I woke before the alarm clock, thought of just sleeping in. Then I remembered it was Monday. Work lies ahead. I got out of bed. Chewed on some cheese and drank some caffeine. Foggy and chilly outside. Started writing this post.
Laundry was done yesterday.
Beans in the crock pot. Figure I will be home around 3 pm, so they should be done after 9 hours. Cooking in the liquid from yesterday's roast.
Cleaning up the Google Keep notes.
The Book Banners on the Left (Got to be fair here.)
Brando Skyhorse on the fantastic art of revision. (No reads of what I am posting about writing, but I persist.)
Helen of Troy Real—Not a Myth: Reimagining Helen’s story in early Hollywood.(Well, it is a bit of fun, and we need more of that, don't we?)
Dietrich Bonhoeffer explained how stupidity enables MAGA (I read Bonhoeffer in prison, applicable in this day of rising fascism. No one reds my political stuff, either. All I can see those who advocate a civil war want is to burn down the house, the equivalent of a toddler's temper tantrum. I doubt The Talking Heads will reform to be this civil war's house band.)
In Germany’s case the “act of liberation” was the country's destruction as it lost WWII. Who knows what will cause the MAGAs to come to their senses? With luck, an energized Gen Z will push an aging reactionary mob to the sidelines. With no luck, it will be the civil war Trump and his dead-enders are fomenting.
Or the end could be decades away as the Republicans at the state and federal levels shred democratic norms like ballot access, streamlined registration, early and mail-in voting, ballot measures, and representative districts while armed Brown Shirts patrol polling stations — reducing America to a Soviet-style shithole.
On the last, although I like to be right, I would prefer circumstances to prove me guilty of hyperbole and just plain wrong. Fingers crossed.
And What About Emmett Till's Killers? Turns Out The Local Black Community Took Its Revenge.
Why Did Greenland’s Vikings Vanish? (Don't you wonder why?)
When the Welfare Rights Movement Was a Powerful Force for Uplifting the Poor (When America tried rising to greatness.)
How Succession saved the English language (a show that never got my attention)
Truth being, all whines are futile. As individuals, we can resist of course, refraining from freebie and megabucks, yet one person’s defiance is never a wrench in the works. The battle is doneski. Were this power-play a boxing match, us-versus-US, the fight would long have been declared, seeing American English declared the winningest.

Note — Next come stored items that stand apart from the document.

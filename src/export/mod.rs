pub mod job;
pub mod settings;

pub use job::ExportJob;
pub use settings::{Codec, ExportSettings, Format, Resolution};
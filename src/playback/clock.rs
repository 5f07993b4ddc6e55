//! Playhead clock.
//!
//! Without a media element the playhead advances by a fixed increment per
//! tick. Once a playing element reports its native time, that time mapped
//! through the selected clip's start becomes the playhead and the tick only
//! samples it.

use crate::core::time::{from_seconds, Units};

#[derive(Debug, Clone, Copy, PartialEq)]
struct MediaAnchor {
    /// Timeline position of the clip whose media is playing
    clip_start: Units,
    /// Latest native time reported by the element, in seconds
    reported: Option<f64>,
}

/// Clock that decides where the playhead goes on each tick
#[derive(Debug, Clone, PartialEq)]
pub struct PlaybackClock {
    increment: Units,
    media: Option<MediaAnchor>,
}

impl PlaybackClock {
    pub fn new(increment: Units) -> Self {
        Self {
            increment,
            media: None,
        }
    }

    /// Attach a media element whose clip starts at `clip_start`
    pub fn attach_media(&mut self, clip_start: Units) {
        self.media = Some(MediaAnchor {
            clip_start,
            reported: None,
        });
    }

    pub fn detach_media(&mut self) {
        if self.media.take().is_some() {
            log::debug!("Media clock detached");
        }
    }

    /// Record the element's native time. Ignored when nothing is attached.
    pub fn report_media_time(&mut self, seconds: f64) -> bool {
        match self.media.as_mut() {
            Some(anchor) if seconds.is_finite() => {
                anchor.reported = Some(seconds.max(0.0));
                true
            }
            _ => false,
        }
    }

    /// Forget the reported time but keep the anchor.
    ///
    /// The fixed increment drives the playhead until the element reports again.
    pub fn clear_media_time(&mut self) {
        if let Some(anchor) = self.media.as_mut() {
            anchor.reported = None;
        }
    }

    /// True once an attached element has reported its time
    pub fn has_media_clock(&self) -> bool {
        matches!(self.media, Some(MediaAnchor { reported: Some(_), .. }))
    }

    /// Playhead after one tick from `current`
    pub fn next_position(&self, current: Units) -> Units {
        match self.media {
            Some(MediaAnchor {
                clip_start,
                reported: Some(seconds),
            }) => clip_start + from_seconds(seconds),
            _ => current + self.increment,
        }
    }
}

impl Default for PlaybackClock {
    fn default() -> Self {
        Self::new(1.0)
    }
}
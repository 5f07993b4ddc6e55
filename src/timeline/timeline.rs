//! Timeline data structure managing an ordered set of tracks.

use crate::config::{ClipDefaults, EditorConfig, PlacementPolicy};
use crate::core::error::{EditorError, Result};
use crate::core::id::{ClipId, IdAllocator, TrackId};
use crate::core::time::{Units, ZERO};
use crate::media::payload::DragPayload;
use crate::timeline::clip::{Clip, ClipSource};
use crate::timeline::edit::EditActions;
use crate::timeline::track::{Track, TrackKind};
use crate::timeline::zoom::{RulerMarker, Zoom};

/// Main timeline structure.
///
/// Tracks are kept in display order. The playhead is a single position
/// shared by every track; it is never negative but may run past the last clip.
#[derive(Debug, Clone)]
pub struct Timeline {
    tracks: Vec<Track>,
    pub playhead: Units,
    zoom: Zoom,
    track_ids: IdAllocator,
    clip_ids: IdAllocator,
    placement: PlacementPolicy,
    clip_defaults: ClipDefaults,
    edits: EditActions,
}

impl Timeline {
    pub fn new(config: &EditorConfig) -> Self {
        Self {
            tracks: Vec::new(),
            playhead: ZERO,
            zoom: Zoom::new(&config.zoom),
            track_ids: IdAllocator::new(),
            clip_ids: IdAllocator::new(),
            placement: config.placement,
            clip_defaults: config.clip_defaults.clone(),
            edits: EditActions::new(),
        }
    }

    pub fn tracks(&self) -> &[Track] {
        &self.tracks
    }

    pub fn track(&self, id: TrackId) -> Option<&Track> {
        self.tracks.iter().find(|t| t.id == id)
    }

    fn track_mut(&mut self, id: TrackId) -> Option<&mut Track> {
        self.tracks.iter_mut().find(|t| t.id == id)
    }

    /// Append an empty track named "<Kind> <n>", n counting tracks of that kind
    pub fn add_track(&mut self, kind: TrackKind) -> &Track {
        let ordinal = self.tracks.iter().filter(|t| t.kind == kind).count() + 1;
        let name = format!("{} {}", kind.label(), ordinal);
        let track = Track::new(self.track_ids.next_id(), kind, &name);

        log::debug!("Added track {} ({})", track.id, track.name);
        self.tracks.push(track);
        &self.tracks[self.tracks.len() - 1]
    }

    /// Delete a track together with its clips
    pub fn remove_track(&mut self, id: TrackId) -> Option<Track> {
        let pos = self.tracks.iter().position(|t| t.id == id)?;
        let track = self.tracks.remove(pos);
        log::debug!("Removed track {} with {} clips", track.id, track.clips.len());
        Some(track)
    }

    /// Move `dragged` to the index currently held by `target`.
    ///
    /// No-op when the ids are equal or either track is missing.
    pub fn reorder_track(&mut self, dragged: TrackId, target: TrackId) -> bool {
        if dragged == target {
            return false;
        }
        let Some(from) = self.tracks.iter().position(|t| t.id == dragged) else {
            return false;
        };
        let Some(to) = self.tracks.iter().position(|t| t.id == target) else {
            return false;
        };

        let track = self.tracks.remove(from);
        self.tracks.insert(to, track);
        true
    }

    /// Rename a track. Blank names are rejected and the old name is kept.
    pub fn rename_track(&mut self, id: TrackId, name: &str) -> bool {
        let name = name.trim();
        if name.is_empty() {
            return false;
        }
        match self.track_mut(id) {
            Some(track) => {
                track.name = name.to_string();
                true
            }
            None => false,
        }
    }

    pub fn set_muted(&mut self, id: TrackId, muted: bool) -> bool {
        self.track_mut(id).map(|t| t.set_muted(muted)).is_some()
    }

    pub fn toggle_muted(&mut self, id: TrackId) -> bool {
        self.track_mut(id).map(|t| t.set_muted(!t.muted)).is_some()
    }

    pub fn set_visible(&mut self, id: TrackId, visible: bool) -> bool {
        self.track_mut(id).map(|t| t.set_visible(visible)).is_some()
    }

    pub fn toggle_visible(&mut self, id: TrackId) -> bool {
        self.track_mut(id)
            .map(|t| {
                let visible = !t.is_visible();
                t.set_visible(visible)
            })
            .is_some()
    }

    /// Place a clip for `source` on a track.
    ///
    /// Kind compatibility is checked before anything changes. Without an
    /// explicit `start` the placement policy decides (track origin by default).
    pub fn place_clip(
        &mut self,
        track_id: TrackId,
        source: &ClipSource,
        start: Option<Units>,
    ) -> Result<Clip> {
        let playhead = self.playhead;
        let placement = self.placement;

        let track = self
            .tracks
            .iter()
            .find(|t| t.id == track_id)
            .ok_or(EditorError::TrackNotFound(track_id))?;
        if !track.kind.accepts(source.kind) {
            return Err(EditorError::IncompatibleKind {
                track: track.kind,
                media: source.kind,
            });
        }

        let start = start.unwrap_or(match placement {
            PlacementPolicy::Origin => ZERO,
            PlacementPolicy::Playhead => playhead,
            PlacementPolicy::AfterLast => track.duration(),
        });

        let clip = Clip::from_source(self.clip_ids.next_id(), source, start);
        let track = self
            .track_mut(track_id)
            .ok_or(EditorError::TrackNotFound(track_id))?;
        track.add_clip(clip.clone())?;

        log::info!("Placed {:?} on track {} at {}", clip.name, track_id, clip.start);
        Ok(clip)
    }

    /// Handle a media drop on a track.
    ///
    /// Drops are best effort: malformed or incompatible payloads are logged
    /// and ignored.
    pub fn drop_media(&mut self, track_id: TrackId, json: &str) -> Option<Clip> {
        let payload = match DragPayload::parse(json) {
            Ok(payload) => payload,
            Err(e) => {
                log::warn!("Ignoring drop on track {}: {}", track_id, e);
                return None;
            }
        };

        let source = ClipSource::from_payload(&payload, self.clip_defaults.fallback);
        match self.place_clip(track_id, &source, None) {
            Ok(clip) => Some(clip),
            Err(e) => {
                log::warn!("Ignoring drop of {:?}: {}", payload.title, e);
                None
            }
        }
    }

    /// Remove a clip from whichever track holds it
    pub fn remove_clip(&mut self, clip_id: ClipId) -> Option<Clip> {
        self.tracks.iter_mut().find_map(|t| t.remove_clip(clip_id))
    }

    /// Find a clip and its owning track
    pub fn find_clip(&self, clip_id: ClipId) -> Option<(&Track, &Clip)> {
        self.tracks
            .iter()
            .find_map(|t| t.clip(clip_id).map(|c| (t, c)))
    }

    /// All clips, across tracks, that contain `position`
    pub fn clips_at(&self, position: Units) -> Vec<&Clip> {
        self.tracks
            .iter()
            .flat_map(|t| t.clips.iter().filter(move |c| c.contains(position)))
            .collect()
    }

    /// End of the last clip on any track
    pub fn duration(&self) -> Units {
        self.tracks.iter().map(Track::duration).fold(ZERO, Units::max)
    }

    pub fn zoom(&self) -> &Zoom {
        &self.zoom
    }

    pub fn zoom_in(&mut self) {
        self.zoom.zoom_in();
    }

    pub fn zoom_out(&mut self) {
        self.zoom.zoom_out();
    }

    pub fn reset_zoom(&mut self) {
        self.zoom.reset();
    }

    pub fn ruler(&self) -> Vec<RulerMarker> {
        self.zoom.ruler()
    }

    /// Set the playhead position (clamped at 0)
    pub fn seek_to(&mut self, position: Units) {
        self.playhead = position.max(ZERO);
    }

    /// Seek from a click offset on the ruler, in pixels
    pub fn seek_to_pixel(&mut self, x: f64) {
        let position = self.zoom.to_units(x);
        self.seek_to(position);
    }

    pub fn edits(&self) -> &EditActions {
        &self.edits
    }

    pub fn edits_mut(&mut self) -> &mut EditActions {
        &mut self.edits
    }
}

impl Default for Timeline {
    fn default() -> Self {
        Self::new(&EditorConfig::default())
    }
}
//! Headless entry point.
//!
//! Ingests the files given on the command line, lays them out end to end on
//! one video and one audio track, plays a few ticks and prints the timeline.

use anyhow::{bail, Context, Result};
use clap::Parser;
use std::path::{Path, PathBuf};

use cutroom::core::time::format_time;
use cutroom::core::TrackId;
use cutroom::media::kind::{mime_for_extension, MediaKind};
use cutroom::timeline::{ClipSource, TrackKind};
use cutroom::{EditorConfig, EditorSession};

const DEMO_TICKS: usize = 10;

/// Headless cutroom session over local media files
#[derive(Parser, Debug)]
#[command(name = "cutroom")]
#[command(about = "Lay media files out on a timeline and play a few ticks", long_about = None)]
struct Cli {
    /// Editor config file (TOML)
    #[arg(long)]
    config: Option<PathBuf>,
    /// Media files to ingest, in timeline order
    #[arg(required = true)]
    files: Vec<PathBuf>,
}

fn main() -> Result<()> {
    env_logger::init();
    let cli = Cli::parse();

    let config = match &cli.config {
        Some(path) => EditorConfig::load(path)
            .with_context(|| format!("Failed to load config {}", path.display()))?,
        None => EditorConfig::default(),
    };

    let runtime = tokio::runtime::Builder::new_current_thread()
        .enable_time()
        .build()
        .context("Failed to start runtime")?;

    let mut session = EditorSession::new(config);
    let video_track = session.add_track(TrackKind::Video);
    let audio_track = session.add_track(TrackKind::Audio);

    for path in &cli.files {
        if let Err(e) = ingest(&runtime, &mut session, path, video_track, audio_track) {
            eprintln!("{}: {:#}", path.display(), e);
        }
    }

    session.toggle_playback();
    let mut applied = 0;
    while applied < DEMO_TICKS {
        match session.wait_ticks() {
            0 => break,
            due => applied += due,
        }
    }
    session.toggle_playback();
    session.pump();

    print_summary(&session);
    Ok(())
}

fn ingest(
    runtime: &tokio::runtime::Runtime,
    session: &mut EditorSession,
    path: &Path,
    video_track: TrackId,
    audio_track: TrackId,
) -> Result<()> {
    let extension = path.extension().and_then(|e| e.to_str()).unwrap_or_default();
    let Some(mime) = mime_for_extension(extension) else {
        bail!("unknown file extension {:?}", extension);
    };
    let name = path
        .file_name()
        .map(|n| n.to_string_lossy().into_owned())
        .unwrap_or_else(|| path.display().to_string());

    let bytes = std::fs::read(path).context("Failed to read file")?;
    let entry = runtime.block_on(session.upload(bytes, mime, &name))?;
    println!("Added {} ({}, {})", entry.title, entry.kind, entry.size_label());

    let track = match entry.kind {
        MediaKind::Audio => audio_track,
        MediaKind::Video | MediaKind::Image => video_track,
    };
    let source = ClipSource::from_entry(&entry, &session.config().clip_defaults);
    let start = session
        .timeline()
        .track(track)
        .map(|t| t.duration())
        .unwrap_or_default();
    session.timeline_mut().place_clip(track, &source, Some(start))?;
    Ok(())
}

fn print_summary(session: &EditorSession) {
    let timeline = session.timeline();
    println!();
    for track in timeline.tracks() {
        println!("{} ({} clips)", track.name, track.clips.len());
        for clip in &track.clips {
            println!(
                "  {:<32} {} - {}",
                clip.name,
                format_time(clip.start),
                format_time(clip.end())
            );
        }
    }
    println!(
        "Duration {}, playhead {}, {} media in pool ({} bytes live)",
        format_time(timeline.duration()),
        format_time(timeline.playhead),
        session.registry().len(),
        session.registry().store().live_bytes()
    );
}

#[cfg(test)]
mod tests {
    use super::*;

    #[test]
    fn test_cli_config_and_files() {
        let cli = Cli::try_parse_from(["cutroom", "--config", "edit.toml", "a.mp4", "b.wav"]).unwrap();
        assert_eq!(cli.config, Some(PathBuf::from("edit.toml")));
        assert_eq!(cli.files, vec![PathBuf::from("a.mp4"), PathBuf::from("b.wav")]);
    }

    #[test]
    fn test_cli_requires_files() {
        assert!(Cli::try_parse_from(["cutroom"]).is_err());
        assert!(Cli::try_parse_from(["cutroom", "--config", "edit.toml"]).is_err());
        assert!(Cli::try_parse_from(["cutroom", "a.mp4", "--config"]).is_err());
    }
}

Lately, however, there’s been a counterpunch, a steady tide of British terms seeping into American dialogue. New Yorker Ben Yagoda, a retired professor of English, calls them NOOBs – Not Once-Off Britishisms. Back in 2011, commissioned by Slate magazine, Yagoda collated a swag. Some were subtle, like run-up or advert, presenter over anchor. While others felt faddish, like laddish or gobsmacked, telly or kerfuffle, twee or plonk.

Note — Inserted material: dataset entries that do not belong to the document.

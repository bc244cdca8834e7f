// Copyright (c) 2018-2025  Brendan Molloy <brendan@bbqsrc.net>,
//                          Ilya Solovyiov <ilya.solovyiov@gmail.com>,
//                          Kai Ren <tyranron@gmail.com>
//
// Licensed under the Apache License, Version 2.0 <LICENSE-APACHE or
// http://www.apache.org/licenses/LICENSE-2.0> or the MIT license
// <LICENSE-MIT or http://opensource.org/licenses/MIT>, at your
// option. This file may not be copied, modified, or distributed
// except according to those terms.

//! Classification of a single trimmed feature line.

use lazy_regex::regex_captures;

use crate::feature::Keyword;

/// Delimiter opening and closing a text block.
pub(crate) const DELIMITER: &str = "\"\"\"";

/// Kind of a trimmed feature line.
#[derive(Clone, Copy, Debug, Eq, PartialEq)]
pub(crate) enum Kind<'l> {
    Blank,
    Comment,
    Delimiter,
    Feature(&'l str),
    Background(&'l str),
    Scenario(&'l str),
    Examples,
    Step(Keyword, &'l str),
    And(&'l str),
    Other(&'l str),
}

/// Classifies the `line`, which must be already trimmed.
pub(crate) fn classify(line: &str) -> Kind<'_> {
    if line.is_empty() {
        return Kind::Blank;
    }
    if line.starts_with(DELIMITER) {
        return Kind::Delimiter;
    }
    if line.starts_with('#') {
        return Kind::Comment;
    }
    if let Some(rest) = line.strip_prefix("Feature:") {
        return Kind::Feature(rest.trim());
    }
    if let Some(rest) = line.strip_prefix("Background:") {
        return Kind::Background(rest.trim());
    }
    if let Some((_, name)) =
        regex_captures!(r"^Scenario(?:\s+Outline)?(?::|\s|$)\s*(.*)$", line)
    {
        return Kind::Scenario(name.trim());
    }
    if line.starts_with("Examples:") {
        return Kind::Examples;
    }
    if let Some((_, keyword, text)) =
        regex_captures!(r"^(Given|When|Then|And)(?:\s+(.*))?$", line)
    {
        return match keyword {
            "Given" => Kind::Step(Keyword::Given, text),
            "When" => Kind::Step(Keyword::When, text),
            "Then" => Kind::Step(Keyword::Then, text),
            _ => Kind::And(text),
        };
    }
    Kind::Other(first_token(line))
}

/// First whitespace-delimited token of the `line`.
pub(crate) fn first_token(line: &str) -> &str {
    line.split_whitespace().next().unwrap_or(line)
}

/// Number of leading whitespace characters of the `line`.
pub(crate) fn indent(line: &str) -> usize {
    line.chars().take_while(|c| c.is_whitespace()).count()
}
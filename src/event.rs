// Copyright (c) 2018-2025  Brendan Molloy <brendan@bbqsrc.net>,
//                          Ilya Solovyiov <ilya.solovyiov@gmail.com>,
//                          Kai Ren <tyranron@gmail.com>
//
// Licensed under the Apache License, Version 2.0 <LICENSE-APACHE or
// http://www.apache.org/licenses/LICENSE-2.0> or the MIT license
// <LICENSE-MIT or http://opensource.org/licenses/MIT>, at your
// option. This file may not be copied, modified, or distributed
// except according to those terms.

//! Key occurrences in a lifecycle of a feature run.
//!
//! Every [`Event`] is sent to a [`Writer`] as soon as it happens, so the
//! [`Writer`] sees them in execution order.
//!
//! [`Writer`]: crate::Writer

use std::time::Duration;

use derive_more::{Display, Error};
use itertools::Itertools as _;

use crate::{
    feature::{BoundStep, Program},
    param::BindError,
    parser::Rejected,
    writer::Summary,
};

/// Top-level event of a feature run.
#[derive(Clone, Copy, Debug)]
pub enum Event<'a> {
    /// Feature text was parsed and is about to be executed.
    Started(&'a Program),

    /// Feature text was parsed in lint mode, nothing is executed.
    Linted(&'a Program),

    /// Feature text was rejected, nothing is executed.
    ParsingFailed(&'a Rejected),

    /// Scenario started, the background is about to run.
    ///
    /// Steps appearing before any scenario run inside of an unnamed one.
    ScenarioStarted(&'a str),

    /// Step has been executed or skipped.
    Step {
        /// Executed step.
        step: &'a BoundStep,

        /// Whether the step belongs to the background.
        background: bool,

        /// Outcome of the step.
        status: StepStatus<'a>,

        /// Lines logged by the step handler.
        logs: &'a [String],
    },

    /// Scenario finished.
    ScenarioFinished {
        /// Name of the scenario.
        name: &'a str,

        /// Whether none of the scenario steps failed.
        passed: bool,

        /// Time the scenario took.
        elapsed: Duration,
    },

    /// Every scenario of the feature has been run.
    Finished(&'a Summary),
}

/// Outcome of a single step.
#[derive(Clone, Copy, Debug)]
pub enum StepStatus<'a> {
    /// Handler returned successfully.
    Passed,

    /// Step wasn't run because a previous step of its scenario failed.
    Skipped,

    /// Handler failed.
    Failed(&'a StepFailure),
}

/// Failure of a step.
#[derive(Clone, Debug, Display, Eq, Error, PartialEq)]
pub enum StepFailure {
    /// Captured groups couldn't be bound to the handler parameters.
    #[display("{_0}")]
    Bind(BindError),

    /// Handler returned an error.
    #[display("step failed: {_0}")]
    Failed(#[error(not(source))] String),

    /// Handler panicked.
    #[display("step panicked: {_0}")]
    Panicked(#[error(not(source))] String),

    /// Handler reported errors through its [`Reporter`].
    ///
    /// [`Reporter`]: crate::Reporter
    #[display("step reported {} error(s): {}", _0.len(), _0.iter().join("; "))]
    Reported(#[error(not(source))] Vec<String>),
}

A man at the cultural cliff-edge: How Frank Moorhouse broke the mould (biography can be guiding light, if you've got the imagination to learn. Like we need more boisterous spirits than sad sacks and whiners; the signs of the Trump Era.)
WHO WOULD BELIEVE A PRISONER?: INDIANA WOMEN’S CARCERAL INSTITUTIONS, 1848–1920 by THE INDIANA WOMEN'S PRISON HISTORY PROJECT (Hey, Indiana writers!)
Many stories have been told about Frank Moorhouse: of the writer who challenged orthodoxies around sex in Australian literature in the 1970s; of the bon vivant who won an international award in 2007 and immediately blew most of the prize money on a dinner for the assembled writers; of the author of Grand Days, which was famously knocked out of contention for the Miles Franklin Award for being insufficiently “Australian”.
In this, the first biography of Moorhouse, Catharine Lumby takes on the task of telling these stories and more with a lightness of touch that captures the vibrancy and contradictions of Moorhouse’s life.
6:13 AM
The beans turned out quite nicely.
I got off work around 1:50, walked over to 8th and Batavia for the bus, thought I missed it, but it was just very late. I got home before 3 pm.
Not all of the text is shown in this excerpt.